[GIVEN DATA]

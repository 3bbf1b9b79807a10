//! `ccenv completions` command
//!
//! Generates shell completions for various shells.

use std::io;

use anyhow::Result;
use clap::CommandFactory;
use clap_complete::generate;

use crate::cli::{Cli, CompletionsArgs};

pub fn execute(args: CompletionsArgs) -> Result<()> {
    let mut cmd = Cli::command();
    let name = cmd.get_name().to_string();

    generate(args.shell, &mut cmd, name, &mut io::stdout());

    Ok(())
}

[TRY IT] Locate all lines in the listing above with the word "Result" and copy them.

[RESPONSE]
use anyhow::Result;
pub fn execute(args: CompletionsArgs) -> Result<()> {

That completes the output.